----- Information supplied -----

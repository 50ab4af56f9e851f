use std::collections::{HashSet, VecDeque};

use catalog_model::schema::UNBOUNDED_DEPTH;
use catalog_model::{
    LineageCompletion,
    LineageDirection,
    LineageEdge,
    LineageNode,
    LineageResult,
    StopReason,
};
use serde::{Deserialize, Serialize};
use tracing::{debug, info};

use crate::catalog::{CatalogService, LineageFrontierRequest};
use crate::error::{CatalogError, CatalogResult};

use super::{CatalogControlPlane, count_arg};

const DEFAULT_SIZE: usize = 10;

/// Validated lineage traversal parameters.
#[derive(Debug, Clone, PartialEq, Eq, Serialize, Deserialize)]
pub struct LineageRequest {
    pub guid: String,
    pub direction: LineageDirection,
    /// `None` walks until the graph or the size limit is exhausted.
    pub depth: Option<u32>,
    pub size: usize,
    pub immediate_neighbors: bool,
}

impl LineageRequest {
    /// Builds a request from raw tool arguments, applying defaults.
    ///
    /// Depth values at or above the unbounded sentinel disable the depth limit.
    ///
    /// # Errors
    /// Returns `InvalidDirection` for a direction other than UPSTREAM or
    /// DOWNSTREAM and `InvalidInput` for an empty guid or negative counts.
    pub fn parse(
        guid: &str,
        direction: &str,
        depth: Option<i64>,
        size: Option<i64>,
        immediate_neighbors: Option<bool>,
    ) -> CatalogResult<Self> {
        let guid = guid.trim();
        if guid.is_empty() {
            return Err(CatalogError::InvalidInput("guid is required".to_string()));
        }
        let direction = direction
            .parse::<LineageDirection>()
            .map_err(|_| CatalogError::InvalidDirection(direction.trim().to_uppercase()))?;
        let depth = match depth {
            None => None,
            Some(raw) => {
                let depth = count_arg("depth", raw)?;
                u32::try_from(depth)
                    .ok()
                    .filter(|depth| *depth < UNBOUNDED_DEPTH)
            }
        };
        let size = size.map_or(Ok(DEFAULT_SIZE), |raw| count_arg("size", raw))?;
        Ok(Self {
            guid: guid.to_string(),
            direction,
            depth,
            size,
            immediate_neighbors: immediate_neighbors.unwrap_or(true),
        })
    }
}

/// Breadth-first lineage walk over the catalog's one-hop frontier calls.
pub struct LineageTraverser<'a, S> {
    catalog: &'a S,
}

impl<'a, S: CatalogService> LineageTraverser<'a, S> {
    pub const fn new(catalog: &'a S) -> Self {
        Self { catalog }
    }

    /// Walks lineage from the seed asset.
    ///
    /// The seed is expanded first but only joins the node set when an edge
    /// leads back to it. Every traversed edge is recorded before the size
    /// check, so the edge to the first node past the size limit is kept while
    /// that node is dropped.
    ///
    /// # Errors
    /// Propagates catalog failures; no partial result is returned.
    pub async fn traverse(&self, request: &LineageRequest) -> CatalogResult<LineageResult> {
        let mut queue = VecDeque::from([(request.guid.clone(), 0_u32)]);
        let mut seen: HashSet<String> = HashSet::new();
        let mut nodes: Vec<LineageNode> = Vec::new();
        let mut edges: Vec<LineageEdge> = Vec::new();
        let fetch_size = request.size.max(1);

        let completion = 'walk: loop {
            let Some((guid, depth)) = queue.pop_front() else {
                break LineageCompletion::Exhausted;
            };
            if request.depth.is_some_and(|limit| depth >= limit) {
                break bounded(StopReason::DepthLimit);
            }
            if nodes.len() >= request.size {
                break bounded(StopReason::SizeLimit);
            }

            let neighbours = self
                .catalog
                .lineage_frontier(LineageFrontierRequest {
                    guid: guid.clone(),
                    direction: request.direction,
                    size: fetch_size,
                })
                .await?;
            debug!(guid = %guid, depth, found = neighbours.len(), "expanded lineage node");

            for asset in neighbours {
                edges.push(LineageEdge {
                    source_guid: guid.clone(),
                    target_guid: asset.guid.clone(),
                    direction: request.direction,
                });
                if seen.contains(&asset.guid) {
                    continue;
                }
                if nodes.len() >= request.size {
                    break 'walk bounded(StopReason::SizeLimit);
                }
                seen.insert(asset.guid.clone());
                if asset.guid != request.guid {
                    queue.push_back((asset.guid.clone(), depth + 1));
                }
                nodes.push(LineageNode {
                    asset,
                    depth: depth + 1,
                });
            }

            if request.immediate_neighbors {
                break bounded(StopReason::ImmediateNeighbors);
            }
        };

        info!(
            guid = %request.guid,
            direction = %request.direction,
            nodes = nodes.len(),
            edges = edges.len(),
            ?completion,
            "lineage traversal finished"
        );
        Ok(LineageResult {
            nodes,
            edges,
            completion,
        })
    }
}

const fn bounded(reason: StopReason) -> LineageCompletion {
    LineageCompletion::BoundedStop { reason }
}

impl<S: CatalogService> CatalogControlPlane<S> {
    /// # Errors
    /// Propagates catalog failures from any frontier fetch.
    pub async fn traverse_lineage(&self, request: &LineageRequest) -> CatalogResult<LineageResult> {
        LineageTraverser::new(self.catalog()).traverse(request).await
    }
}
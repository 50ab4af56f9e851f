use std::collections::BTreeMap;

use catalog_model::schema::{
    FIELD_CONNECTION_QUALIFIED_NAME,
    FIELD_DOMAIN_GUIDS,
    FIELD_GUID,
    FIELD_PROPAGATED_TRAIT_NAMES,
    FIELD_STATE,
    FIELD_TRAIT_NAMES,
    FIELD_TYPE_NAME,
    STATE_ACTIVE,
    canonical_asset_type,
};
use chrono::{DateTime, NaiveDate};
use serde::{Deserialize, Serialize};
use serde_json::Value;

use crate::error::{CatalogError, CatalogResult};

use super::clause::{BoolClause, Clause, RangeClause};
use super::fields::resolve_field;
use super::operator::{Condition, ConditionOperator, ConditionValue, parse_conditions};

/// Structured search filters accepted by `search_assets`.
#[derive(Debug, Clone, PartialEq, Serialize, Deserialize)]
#[serde(default)]
pub struct SearchFilters {
    /// Every entry must hold.
    pub conditions: BTreeMap<String, Value>,
    /// No entry may hold.
    pub negative_conditions: BTreeMap<String, Value>,
    /// At least `min_somes` entries must hold.
    pub some_conditions: BTreeMap<String, Value>,
    pub min_somes: usize,
    pub asset_type: Option<String>,
    pub include_archived: bool,
    pub connection_qualified_name: Option<String>,
    pub tags: Vec<String>,
    pub directly_tagged: bool,
    pub domain_guids: Vec<String>,
    /// Attribute name to `{"gte": .., "lte": ..}` bounds.
    pub date_range: BTreeMap<String, Value>,
    pub guids: Vec<String>,
}

impl Default for SearchFilters {
    fn default() -> Self {
        Self {
            conditions: BTreeMap::new(),
            negative_conditions: BTreeMap::new(),
            some_conditions: BTreeMap::new(),
            min_somes: 1,
            asset_type: None,
            include_archived: false,
            connection_qualified_name: None,
            tags: Vec::new(),
            directly_tagged: true,
            domain_guids: Vec::new(),
            date_range: BTreeMap::new(),
            guids: Vec::new(),
        }
    }
}

/// Compiles filters into a clause tree. Pure and deterministic.
///
/// # Errors
/// Returns `InvalidFilter` for malformed conditions or bounds and
/// `UnknownAssetType` for an unrecognised `asset_type`.
pub fn compile(filters: &SearchFilters) -> CatalogResult<Clause> {
    let mut root = BoolClause::default();

    if let Some(asset_type) = non_blank(filters.asset_type.as_deref()) {
        let canonical = canonical_asset_type(asset_type)
            .ok_or_else(|| CatalogError::UnknownAssetType(asset_type.to_string()))?;
        root.must.push(Clause::term(FIELD_TYPE_NAME, canonical));
    }

    let must = compile_group(&filters.conditions, ListMode::AnyOf)?;
    let must_not = compile_group(&filters.negative_conditions, ListMode::AnyOf)?;
    let some = compile_group(&filters.some_conditions, ListMode::EachCounts)?;

    let state_overridden = [
        &filters.conditions,
        &filters.negative_conditions,
        &filters.some_conditions,
    ]
    .into_iter()
    .flat_map(BTreeMap::keys)
    .any(|attribute| resolve_field(attribute).keyword == FIELD_STATE);
    if !filters.include_archived && !state_overridden {
        root.must.push(Clause::term(FIELD_STATE, STATE_ACTIVE));
    }

    root.must.extend(must);

    if !some.is_empty() {
        if filters.min_somes > some.len() {
            return Err(CatalogError::invalid_filter(format!(
                "min_somes ({}) exceeds the number of some_conditions ({})",
                filters.min_somes,
                some.len()
            )));
        }
        if filters.min_somes > 0 {
            root.must.push(Clause::Bool(BoolClause {
                should: some,
                minimum_should_match: Some(filters.min_somes),
                ..BoolClause::default()
            }));
        }
    }

    if let Some(prefix) = non_blank(filters.connection_qualified_name.as_deref()) {
        root.must.push(Clause::Prefix {
            field: FIELD_CONNECTION_QUALIFIED_NAME.to_string(),
            value: prefix.to_string(),
        });
    }

    let tags = non_blank_all(&filters.tags);
    if !tags.is_empty() {
        let direct = Clause::terms(FIELD_TRAIT_NAMES, tags.iter().copied());
        if filters.directly_tagged {
            root.must.push(direct);
        } else {
            root.must.push(Clause::Bool(BoolClause {
                should: vec![
                    direct,
                    Clause::terms(FIELD_PROPAGATED_TRAIT_NAMES, tags.iter().copied()),
                ],
                minimum_should_match: Some(1),
                ..BoolClause::default()
            }));
        }
    }

    let domains = non_blank_all(&filters.domain_guids);
    if !domains.is_empty() {
        root.must.push(Clause::terms(FIELD_DOMAIN_GUIDS, domains));
    }

    for (attribute, bounds) in &filters.date_range {
        root.must.push(compile_date_range(attribute, bounds)?);
    }

    let guids = non_blank_all(&filters.guids);
    if !guids.is_empty() {
        root.must.push(Clause::terms(FIELD_GUID, guids));
    }

    root.must_not.extend(must_not);

    if root.is_empty() {
        Ok(Clause::MatchAll)
    } else {
        Ok(Clause::Bool(root))
    }
}
use std::collections::BTreeMap;

use catalog_core::CatalogResult;
use catalog_core::catalog::CatalogService;
use catalog_core::control::{SearchOptions, count_arg};
use catalog_core::query::SearchFilters;
use rmcp::{
    ErrorData,
    handler::server::wrapper::Parameters,
    model::CallToolResult,
    schemars,
    tool,
    tool_router,
};
use serde::{Deserialize, Serialize};
use serde_json::Value;

use crate::{CatalogMcp, helpers};

/// Parameters for a structured asset search.
#[derive(Debug, Clone, Default, Serialize, Deserialize, schemars::JsonSchema)]
pub struct SearchAssetsParams {
    /// Attribute name to condition; every entry must hold.
    pub conditions: Option<BTreeMap<String, Value>>,
    /// Attribute name to condition; no entry may hold.
    pub negative_conditions: Option<BTreeMap<String, Value>>,
    /// Attribute name to condition; at least `min_somes` entries must hold.
    pub some_conditions: Option<BTreeMap<String, Value>>,
    /// Defaults to 1.
    pub min_somes: Option<i64>,
    /// Extra attributes to return on each asset.
    pub include_attributes: Option<Vec<String>>,
    /// Asset type such as Table, Column, or View.
    pub asset_type: Option<String>,
    pub include_archived: Option<bool>,
    /// Defaults to 10. Zero returns only the total count.
    pub limit: Option<i64>,
    pub offset: Option<i64>,
    pub sort_by: Option<String>,
    /// ASC or DESC.
    pub sort_order: Option<String>,
    /// Qualified name prefix of the source connection.
    pub connection_qualified_name: Option<String>,
    pub tags: Option<Vec<String>>,
    /// When false, propagated tags also match. Defaults to true.
    pub directly_tagged: Option<bool>,
    pub domain_guids: Option<Vec<String>>,
    /// Attribute name to `{gte, lte}` bounds in epoch millis or ISO-8601.
    pub date_range: Option<BTreeMap<String, Value>>,
    pub guids: Option<Vec<String>>,
}

impl SearchAssetsParams {
    /// Splits the flat tool arguments into compiled filters and paging options.
    ///
    /// # Errors
    /// Returns `InvalidInput` for negative counts.
    pub fn into_request(self) -> CatalogResult<(SearchFilters, SearchOptions)> {
        let defaults = SearchFilters::default();
        let filters = SearchFilters {
            conditions: self.conditions.unwrap_or_default(),
            negative_conditions: self.negative_conditions.unwrap_or_default(),
            some_conditions: self.some_conditions.unwrap_or_default(),
            min_somes: self
                .min_somes
                .map_or(Ok(defaults.min_somes), |raw| count_arg("min_somes", raw))?,
            asset_type: self.asset_type,
            include_archived: self.include_archived.unwrap_or(defaults.include_archived),
            connection_qualified_name: self.connection_qualified_name,
            tags: self.tags.unwrap_or_default(),
            directly_tagged: self.directly_tagged.unwrap_or(defaults.directly_tagged),
            domain_guids: self.domain_guids.unwrap_or_default(),
            date_range: self.date_range.unwrap_or_default(),
            guids: self.guids.unwrap_or_default(),
        };
        let paging = SearchOptions::default();
        let options = SearchOptions {
            include_attributes: self.include_attributes.unwrap_or_default(),
            limit: self.limit.map_or(Ok(paging.limit), |raw| count_arg("limit", raw))?,
            offset: self.offset.map_or(Ok(paging.offset), |raw| count_arg("offset", raw))?,
            sort_by: self.sort_by,
            sort_order: self.sort_order,
        };
        Ok((filters, options))
    }
}

/// Parameters for a raw search DSL query.
#[derive(Debug, Clone, Serialize, Deserialize, schemars::JsonSchema)]
pub struct DslQueryParams {
    /// Search body as a JSON object or a JSON-encoded string.
    pub dsl_query: Value,
}

#[tool_router(router = tool_router_search, vis = "pub")]
impl<S: CatalogService + 'static> CatalogMcp<S> {
    #[tool(description = "Search catalog assets with structured conditions, type, tag, connection, domain and date filters. Returns assets and the total count.")]
    async fn search_assets(
        &self,
        params: Parameters<SearchAssetsParams>,
    ) -> Result<CallToolResult, ErrorData> {
        let (filters, options) = match params.0.into_request() {
            Ok(request) => request,
            Err(err) => return helpers::error_result(&err),
        };
        let control = self.control();
        helpers::json_result(control.search_assets(&filters, &options).await)
    }

    #[tool(description = "Run a raw search DSL body (object or JSON string) against the catalog index.")]
    async fn get_assets_by_dsl(
        &self,
        params: Parameters<DslQueryParams>,
    ) -> Result<CallToolResult, ErrorData> {
        let DslQueryParams { dsl_query } = params.0;
        let control = self.control();
        helpers::json_result(control.search_by_dsl(&dsl_query).await)
    }
}

#[cfg(test)]
mod tests {
    use serde_json::json;

    use super::*;

    #[test]
    fn missing_arguments_take_search_defaults() {
        let params: SearchAssetsParams =
            serde_json::from_value(json!({ "asset_type": "Table" })).expect("params");
        let (filters, options) = params.into_request().expect("request");
        assert_eq!(filters.min_somes, 1);
        assert!(filters.directly_tagged);
        assert!(!filters.include_archived);
        assert_eq!(filters.asset_type.as_deref(), Some("Table"));
        assert_eq!(options, SearchOptions::default());
    }

    #[test]
    fn negative_counts_are_rejected() {
        let params = SearchAssetsParams {
            limit: Some(-1),
            ..SearchAssetsParams::default()
        };
        let err = params.into_request().unwrap_err();
        assert_eq!(err.kind(), "InvalidInputError");
    }

    #[test]
    fn paging_arguments_carry_over() {
        let params = SearchAssetsParams {
            limit: Some(0),
            offset: Some(20),
            min_somes: Some(2),
            sort_by: Some("name".to_string()),
            sort_order: Some("desc".to_string()),
            ..SearchAssetsParams::default()
        };
        let (filters, options) = params.into_request().expect("request");
        assert_eq!(filters.min_somes, 2);
        assert_eq!(options.limit, 0);
        assert_eq!(options.offset, 20);
        assert_eq!(options.sort_order.as_deref(), Some("desc"));
    }
}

-----

▶ _Activity_:
Across the whole listing above, find every line with the string "HashSet" and copy it.

▶ _Written answer_:
use std::collections::{HashSet, VecDeque};
        let mut seen: HashSet<String> = HashSet::new();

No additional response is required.